— What the task asks —
Only lines containing "flight" belong in the answer, each copied from the entries below.

— Source data —
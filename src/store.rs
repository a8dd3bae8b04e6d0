//! The state store: a single-consumer fold over the message bus.
//!
//! Any number of producers submit messages; one dedicated task folds
//! them sequentially through the routing reducer, publishes each new
//! `RootState` revision, then dispatches the revision's effects on
//! independent tasks. Publication of revision *n* always happens before
//! dispatch of revision *n*'s effects. No two folds ever race over the
//! state.

use std::collections::HashSet;
use std::sync::Arc;

use tokio::sync::{mpsc, watch};
use tokio::task::{JoinHandle, JoinSet};
use tracing::{debug, error, trace, warn};

use crate::dispatch::{EffHandler, Emitter};
use crate::root::{initial_effects, route_and_reduce, Eff, Msg, RootState};

pub struct Store {
    msg_tx: mpsc::UnboundedSender<Msg>,
    state_rx: watch::Receiver<RootState>,
    fold: JoinHandle<()>,
}

impl Store {
    /// Start the fold loop, seeded with the restored snapshot (or the
    /// default initial state) and the cold-start effect set.
    ///
    /// The initial effects run even when a snapshot was restored: the
    /// catalog and cart counter are refreshed on every start.
    pub fn start<H: EffHandler>(restored: Option<RootState>, handler: Arc<H>) -> Self {
        let initial = restored.unwrap_or_else(RootState::initial);
        let (msg_tx, mut msg_rx) = mpsc::unbounded_channel::<Msg>();
        let (state_tx, state_rx) = watch::channel(initial.clone());
        let emitter = Emitter::new(msg_tx.clone());

        let fold = tokio::spawn(async move {
            // Effect tasks live in a JoinSet so aborting the fold loop
            // cancels all in-flight effect work with it.
            let mut effects = JoinSet::new();
            let mut state = initial;
            spawn_effects(&mut effects, &handler, initial_effects(), &emitter);

            while let Some(msg) = msg_rx.recv().await {
                reap_finished(&mut effects);
                trace!(?msg, "folding message");
                let (next, effs) = route_and_reduce(state, msg);
                state = next;
                state_tx.send_replace(state.clone());
                spawn_effects(&mut effects, &handler, effs, &emitter);
            }
            debug!("message bus closed, fold loop stopping");
        });

        Self {
            msg_tx,
            state_rx,
            fold,
        }
    }

    /// Submit a message onto the bus. Never blocks.
    pub fn submit(&self, msg: Msg) {
        if self.msg_tx.send(msg).is_err() {
            // Only possible once the fold loop is gone; nothing left to
            // fold the message into.
            error!("message bus unavailable, dropping message");
        }
    }

    /// Subscribe to state revisions. The receiver yields the current
    /// value immediately and every revision thereafter; slow observers
    /// see at least the latest value, intermediate revisions may be
    /// coalesced.
    pub fn states(&self) -> watch::Receiver<RootState> {
        self.state_rx.clone()
    }

    /// Snapshot of the latest published state.
    pub fn current(&self) -> RootState {
        self.state_rx.borrow().clone()
    }
}

impl Drop for Store {
    fn drop(&mut self) {
        // Cancels the fold loop and, through the JoinSet it owns, every
        // in-flight effect task. Interrupted effects are abandoned; any
        // message they would have emitted simply never happens.
        self.fold.abort();
    }
}

fn spawn_effects<H: EffHandler>(
    effects: &mut JoinSet<()>,
    handler: &Arc<H>,
    effs: HashSet<Eff>,
    emitter: &Emitter,
) {
    for eff in effs {
        let handler = Arc::clone(handler);
        let emit = emitter.clone();
        effects.spawn(async move {
            debug!(?eff, "dispatching effect");
            if let Err(err) = handler.handle(eff, emit).await {
                warn!(error = %err, "effect handler failed");
            }
        });
    }
}

fn reap_finished(effects: &mut JoinSet<()>) {
    while let Some(finished) = effects.try_join_next() {
        if let Err(err) = finished {
            if err.is_panic() {
                warn!(error = %err, "effect task panicked");
            }
        }
    }
}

— Expected output —
            // cancels all in-flight effect work with it.
        // in-flight effect task. Interrupted effects are abandoned; any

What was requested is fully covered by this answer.